In a claim taken against a primary school before the Workplace Relations Commission (WRC), a teacher alleged that she had been discriminated against by the school who failed to reasonably accommodate her.
The teacher at the centre of this case returned to school from sick leave on a phased basis on condition that she would only work with small groups of children and would avoid mainstream classroom settings to minimise her exposure to any infections.
The principal of the school agreed to several accommodations given her medical condition. Following the Complainant’s return to work, the principal asked the teacher if she could assist her with one of the mainstream classes on a day when two staff members in the school were out unexpectedly. The teacher refused on the basis that she had been advised not to work in a mainstream class setting. The principal explained that this was an emergency. The principal sought an assurance from the teacher that if a similar situation arose in the future, she would be willing to help.
The teacher subsequently went out on work related stress leave and, on her return, requested that she would only teach in a learning support capacity in the school full time and that she would not be asked to assist with mainstream classes.
The school argued that the health and safety of the children would be compromised if the school acceded to the teacher’s request to work full time in the school without having to assist with mainstream classes.

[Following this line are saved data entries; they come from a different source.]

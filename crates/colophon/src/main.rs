use std::process::ExitCode;

use colophon_app::{cli, engine, logging, settings};
use gpui::{App, Application};
use tracing::{error, info};

mod gui;

use gui::ColophonApp;

fn main() -> ExitCode {
    let (cli_args, sources) = cli::parse_cli();
    let settings = match settings::resolve_settings(&cli_args, &sources) {
        Ok(settings) => settings,
        Err(err) => {
            logging::init(&cli_args.log_level);
            error!(error = %err, "invalid configuration");
            eprintln!("colophon: {err}");
            return ExitCode::FAILURE;
        }
    };

    logging::init(&settings.log_level);
    if let Some(path) = &settings.config_path {
        info!(config = %path.display(), "loaded configuration");
    }

    let engine = engine::build_engine(&settings.ocr);
    let app = ColophonApp::new(engine, settings.image);

    Application::new().run(move |cx: &mut App| {
        if let Err(err) = app.open_window(cx) {
            error!(error = %err, "failed to open main window");
            cx.quit();
            return;
        }
        cx.on_window_closed(|cx| {
            if cx.windows().is_empty() {
                cx.quit();
            }
        })
        .detach();
        cx.activate(true);
    });

    ExitCode::SUCCESS
}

The Adjudication Officer examined Section 16 of the Employment Equality Acts 1998 – 2015 which requires an employer to do what is reasonable to accommodate the needs of a person who has a disability by providing special treatment or facilities.
The Adjudication Officer examined whether the burden on the school to accommodate the teacher was proportionate. The Adjudication Officer noted that given the fact that the school was a small school it would have been a disproportionate burden on the school to allow the teacher work full time in a special education or learning support capacity.
The Adjudication officer found in favour of the school and held that the teacher was not discriminated against.
This case is useful for schools as it serves as a reminder of the important legal obligation to reasonably accommodate a member of staff. It is vital to engage with a staff member’s request for accommodation, but it is important to note that if a request for reasonable accommodation is disproportionate and not in the best interests of the school, there is no obligation on the school to provide those accommodations.